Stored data
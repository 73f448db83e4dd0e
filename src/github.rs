//! GitHub API interactions: PR status, merges, reviewers, review-requested
//! search, token validation, and branch listing.

use serde::Deserialize;
use thiserror::Error;

use crate::models::{PrStatus, ReviewRequest};

/// GitHub API base URL
const GITHUB_API_BASE: &str = "https://api.github.com";

/// User-Agent header required by GitHub API
const USER_AGENT: &str = "deckhand-cli";

/// Errors from the GitHub API.
#[derive(Debug, Error)]
pub enum GitHubError {
    /// Token is invalid or expired (401 Unauthorized)
    #[error("Invalid or expired token: GitHub returned 401 Unauthorized")]
    Unauthorized,

    /// Token lacks required permissions (403 Forbidden)
    #[error("Token lacks required permissions: GitHub returned 403 Forbidden")]
    Forbidden,

    /// The URL is not a recognizable GitHub pull request URL
    #[error("Not a GitHub pull request URL: {0}")]
    InvalidPrUrl(String),

    /// GitHub refused a merge (405 Method Not Allowed)
    #[error("Pull request is not mergeable: {0}")]
    NotMergeable(String),

    /// Network or other HTTP error
    #[error("HTTP request failed: {0}")]
    HttpError(String),

    /// Failed to parse response
    #[error("Failed to parse GitHub response: {0}")]
    ParseError(String),
}

/// Response from GitHub GET /user endpoint (only fields we care about).
#[derive(Debug, Deserialize)]
pub struct GitHubUser {
    pub login: String,
    pub id: u64,
    pub name: Option<String>,
}

/// Owner, repo, and number parsed out of a PR URL.
#[derive(Debug, Clone, PartialEq, Eq)]
pub struct PrRef {
    pub owner: String,
    pub repo: String,
    pub number: u64,
}

/// Parse `https://github.com/{owner}/{repo}/pull/{number}` into its parts.
pub fn parse_pr_url(url: &str) -> Result<PrRef, GitHubError> {
    let rest = url
        .strip_prefix("https://github.com/")
        .ok_or_else(|| GitHubError::InvalidPrUrl(url.to_string()))?;

    let mut parts = rest.split('/');
    let owner = parts.next().filter(|s| !s.is_empty());
    let repo = parts.next().filter(|s| !s.is_empty());
    let pull = parts.next();
    let number = parts.next().and_then(|n| n.parse::<u64>().ok());

    match (owner, repo, pull, number) {
        (Some(owner), Some(repo), Some("pull"), Some(number)) => Ok(PrRef {
            owner: owner.to_string(),
            repo: repo.to_string(),
            number,
        }),
        _ => Err(GitHubError::InvalidPrUrl(url.to_string())),
    }
}

fn authed(method: &str, url: &str, token: &str) -> ureq::Request {
    ureq::request(method, url)
        .set("Authorization", &format!("Bearer {token}"))
        .set("Accept", "application/vnd.github+json")
        .set("User-Agent", USER_AGENT)
        .set("X-GitHub-Api-Version", "2022-11-28")
}

fn classify_error(error: ureq::Error) -> GitHubError {
    match error {
        ureq::Error::Status(401, _) => GitHubError::Unauthorized,
        ureq::Error::Status(403, _) => GitHubError::Forbidden,
        ureq::Error::Status(code, resp) => {
            let body = resp.into_string().unwrap_or_default();
            GitHubError::HttpError(format!("HTTP {code}: {body}"))
        }
        e => GitHubError::HttpError(e.to_string()),
    }
}

/// Validate a GitHub token via the GET /user endpoint.
pub fn validate_token(token: &str) -> Result<GitHubUser, GitHubError> {
    let url = format!("{GITHUB_API_BASE}/user");
    let response = authed("GET", &url, token).call();

    match response {
        Ok(resp) => resp
            .into_json()
            .map_err(|e| GitHubError::ParseError(e.to_string())),
        Err(e) => Err(classify_error(e)),
    }
}

/// Raw PR fields needed to classify its status.
#[derive(Debug, Deserialize)]
struct PullResponse {
    state: String,
    #[serde(default)]
    draft: bool,
    #[serde(default)]
    merged: bool,
}

/// Classify a PR: draft wins over everything, then merged, then the raw
/// open/closed state.
fn classify_pr(state: &str, draft: bool, merged: bool) -> PrStatus {
    if draft {
        PrStatus::Draft
    } else if merged {
        PrStatus::Merged
    } else if state == "closed" {
        PrStatus::Closed
    } else {
        PrStatus::Open
    }
}

/// Fetch and classify the status of a pull request by URL.
pub fn pr_status(token: &str, pr_url: &str) -> Result<PrStatus, GitHubError> {
    let pr = parse_pr_url(pr_url)?;
    let url = format!(
        "{GITHUB_API_BASE}/repos/{}/{}/pulls/{}",
        pr.owner, pr.repo, pr.number
    );
    let response = authed("GET", &url, token).call();

    match response {
        Ok(resp) => {
            let pull: PullResponse = resp
                .into_json()
                .map_err(|e| GitHubError::ParseError(e.to_string()))?;
            Ok(classify_pr(&pull.state, pull.draft, pull.merged))
        }
        Err(e) => Err(classify_error(e)),
    }
}

/// Outcome of a merge call.
#[derive(Debug, Deserialize)]
pub struct MergeResult {
    pub merged: bool,
    #[serde(default)]
    pub sha: Option<String>,
    #[serde(default)]
    pub message: Option<String>,
}

/// Merge a pull request. `method` is one of `squash`, `merge`, `rebase`;
/// squash is the default.
pub fn merge_pr(
    token: &str,
    pr_url: &str,
    method: Option<&str>,
) -> Result<MergeResult, GitHubError> {
    let pr = parse_pr_url(pr_url)?;
    let url = format!(
        "{GITHUB_API_BASE}/repos/{}/{}/pulls/{}/merge",
        pr.owner, pr.repo, pr.number
    );
    let response = authed("PUT", &url, token).send_json(serde_json::json!({
        "merge_method": method.unwrap_or("squash"),
    }));

    match response {
        Ok(resp) => resp
            .into_json()
            .map_err(|e| GitHubError::ParseError(e.to_string())),
        Err(ureq::Error::Status(405, resp)) => {
            let body = resp.into_string().unwrap_or_default();
            Err(GitHubError::NotMergeable(body))
        }
        Err(e) => Err(classify_error(e)),
    }
}

/// Request reviews from the given GitHub logins on a pull request.
pub fn request_reviewers(
    token: &str,
    pr_url: &str,
    reviewers: &[String],
) -> Result<(), GitHubError> {
    let pr = parse_pr_url(pr_url)?;
    let url = format!(
        "{GITHUB_API_BASE}/repos/{}/{}/pulls/{}/requested_reviewers",
        pr.owner, pr.repo, pr.number
    );
    let response = authed("POST", &url, token).send_json(serde_json::json!({
        "reviewers": reviewers,
    }));

    match response {
        Ok(_) => Ok(()),
        Err(e) => Err(classify_error(e)),
    }
}

#[derive(Debug, Deserialize)]
struct SearchResponse {
    items: Vec<SearchItem>,
}

#[derive(Debug, Deserialize)]
struct SearchItem {
    title: String,
    html_url: String,
    number: u64,
    repository_url: String,
    user: SearchUser,
    #[serde(default)]
    updated_at: Option<chrono::DateTime<chrono::Utc>>,
}

#[derive(Debug, Deserialize)]
struct SearchUser {
    login: String,
}

/// Open pull requests where the authenticated user's review is requested.
pub fn review_requests(token: &str) -> Result<Vec<ReviewRequest>, GitHubError> {
    let user = validate_token(token)?;
    let url = format!(
        "{GITHUB_API_BASE}/search/issues?q=type:pr+state:open+review-requested:{}&sort=updated&order=desc",
        user.login
    );
    let response = authed("GET", &url, token).call();

    match response {
        Ok(resp) => {
            let search: SearchResponse = resp
                .into_json()
                .map_err(|e| GitHubError::ParseError(e.to_string()))?;
            Ok(search
                .items
                .into_iter()
                .map(|item| ReviewRequest {
                    title: item.title,
                    url: item.html_url,
                    number: item.number,
                    repo: item
                        .repository_url
                        .trim_start_matches("https://api.github.com/repos/")
                        .to_string(),
                    author: item.user.login,
                    updated_at: item.updated_at,
                })
                .collect())
        }
        Err(e) => Err(classify_error(e)),
    }
}

#[derive(Debug, Deserialize)]
struct BranchResponse {
    name: String,
}

/// Branch names of a repository, by its `https://github.com/{owner}/{name}`
/// URL. Capped at the API's 100-per-page maximum.
pub fn branches(token: &str, repo_url: &str) -> Result<Vec<String>, GitHubError> {
    let rest = repo_url
        .strip_prefix("https://github.com/")
        .ok_or_else(|| GitHubError::InvalidPrUrl(repo_url.to_string()))?;
    let mut parts = rest.split('/');
    let (owner, name) = match (parts.next(), parts.next()) {
        (Some(o), Some(n)) if !o.is_empty() && !n.is_empty() => (o, n),
        _ => return Err(GitHubError::InvalidPrUrl(repo_url.to_string())),
    };

    let url = format!("{GITHUB_API_BASE}/repos/{owner}/{name}/branches?per_page=100");
    let response = authed("GET", &url, token).call();

    match response {
        Ok(resp) => {
            let branches: Vec<BranchResponse> = resp
                .into_json()
                .map_err(|e| GitHubError::ParseError(e.to_string()))?;
            Ok(branches.into_iter().map(|b| b.name).collect())
        }
        Err(e) => Err(classify_error(e)),
    }
}

#[cfg(test)]
mod tests {
    use super::*;

    #[test]
    fn test_parse_pr_url() {
        let pr = parse_pr_url("https://github.com/acme/web/pull/42").unwrap();
        assert_eq!(pr.owner, "acme");
        assert_eq!(pr.repo, "web");
        assert_eq!(pr.number, 42);
    }

    #[test]
    fn test_parse_pr_url_rejects_non_pr_urls() {
        assert!(parse_pr_url("https://github.com/acme/web").is_err());
        assert!(parse_pr_url("https://github.com/acme/web/issues/42").is_err());
        assert!(parse_pr_url("https://github.com/acme/web/pull/abc").is_err());
        assert!(parse_pr_url("https://gitlab.com/acme/web/pull/42").is_err());
        assert!(parse_pr_url("").is_err());
    }

    #[test]
    fn test_classify_draft_wins_over_merged() {
        // GitHub never reports both in practice; draft still takes priority
        assert_eq!(classify_pr("open", true, true), PrStatus::Draft);
        assert_eq!(classify_pr("open", true, false), PrStatus::Draft);
    }

    #[test]
    fn test_classify_merged_wins_over_closed() {
        // Merged PRs report state "closed"
        assert_eq!(classify_pr("closed", false, true), PrStatus::Merged);
    }

    #[test]
    fn test_classify_closed_and_open() {
        assert_eq!(classify_pr("closed", false, false), PrStatus::Closed);
        assert_eq!(classify_pr("open", false, false), PrStatus::Open);
    }

    #[test]
    fn test_pull_response_deserialize() {
        let json = r#"{ "state": "open", "draft": false, "merged": false, "title": "x" }"#;
        let pull: PullResponse = serde_json::from_str(json).unwrap();
        assert_eq!(pull.state, "open");
        assert!(!pull.draft);
    }

    #[test]
    fn test_merge_result_deserialize() {
        let json = r#"{ "merged": true, "sha": "abc123", "message": "Pull Request successfully merged" }"#;
        let result: MergeResult = serde_json::from_str(json).unwrap();
        assert!(result.merged);
        assert_eq!(result.sha.as_deref(), Some("abc123"));
    }

    #[test]
    fn test_search_response_maps_to_review_requests() {
        let json = r#"{
            "items": [
                {
                    "title": "Add retry logic",
                    "html_url": "https://github.com/acme/web/pull/7",
                    "number": 7,
                    "repository_url": "https://api.github.com/repos/acme/web",
                    "user": { "login": "dev1" },
                    "updated_at": "2026-08-01T12:00:00Z"
                }
            ]
        }"#;

        let search: SearchResponse = serde_json::from_str(json).unwrap();
        assert_eq!(search.items.len(), 1);
        assert_eq!(search.items[0].number, 7);
        assert_eq!(
            search.items[0]
                .repository_url
                .trim_start_matches("https://api.github.com/repos/"),
            "acme/web"
        );
    }

    #[test]
    fn test_branch_response_deserialize() {
        let json = r#"[{ "name": "main" }, { "name": "agent/fix-login" }]"#;
        let branches: Vec<BranchResponse> = serde_json::from_str(json).unwrap();
        let names: Vec<_> = branches.into_iter().map(|b| b.name).collect();
        assert_eq!(names, vec!["main", "agent/fix-login"]);
    }

    #[test]
    fn test_github_user_deserialize() {
        let json = r#"{ "login": "testuser", "id": 12345, "name": "Test User" }"#;
        let user: GitHubUser = serde_json::from_str(json).unwrap();
        assert_eq!(user.login, "testuser");
        assert_eq!(user.id, 12345);
    }
}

*EXERCISE DESCRIPTION:* From the records above, quote only the lines running from the line with "API base URL" to the line with "let owner = parts.next().filter(|s|", both lines included.

*ANSWER TO THE PROBLEM:*
/// GitHub API base URL
const GITHUB_API_BASE: &str = "https://api.github.com";

/// User-Agent header required by GitHub API
const USER_AGENT: &str = "deckhand-cli";

/// Errors from the GitHub API.
#[derive(Debug, Error)]
pub enum GitHubError {
    /// Token is invalid or expired (401 Unauthorized)
    #[error("Invalid or expired token: GitHub returned 401 Unauthorized")]
    Unauthorized,

    /// Token lacks required permissions (403 Forbidden)
    #[error("Token lacks required permissions: GitHub returned 403 Forbidden")]
    Forbidden,

    /// The URL is not a recognizable GitHub pull request URL
    #[error("Not a GitHub pull request URL: {0}")]
    InvalidPrUrl(String),

    /// GitHub refused a merge (405 Method Not Allowed)
    #[error("Pull request is not mergeable: {0}")]
    NotMergeable(String),

    /// Network or other HTTP error
    #[error("HTTP request failed: {0}")]
    HttpError(String),

    /// Failed to parse response
    #[error("Failed to parse GitHub response: {0}")]
    ParseError(String),
}

/// Response from GitHub GET /user endpoint (only fields we care about).
#[derive(Debug, Deserialize)]
pub struct GitHubUser {
    pub login: String,
    pub id: u64,
    pub name: Option<String>,
}

/// Owner, repo, and number parsed out of a PR URL.
#[derive(Debug, Clone, PartialEq, Eq)]
pub struct PrRef {
    pub owner: String,
    pub repo: String,
    pub number: u64,
}

/// Parse `https://github.com/{owner}/{repo}/pull/{number}` into its parts.
pub fn parse_pr_url(url: &str) -> Result<PrRef, GitHubError> {
    let rest = url
        .strip_prefix("https://github.com/")
        .ok_or_else(|| GitHubError::InvalidPrUrl(url.to_string()))?;

    let mut parts = rest.split('/');
    let owner = parts.next().filter(|s| !s.is_empty());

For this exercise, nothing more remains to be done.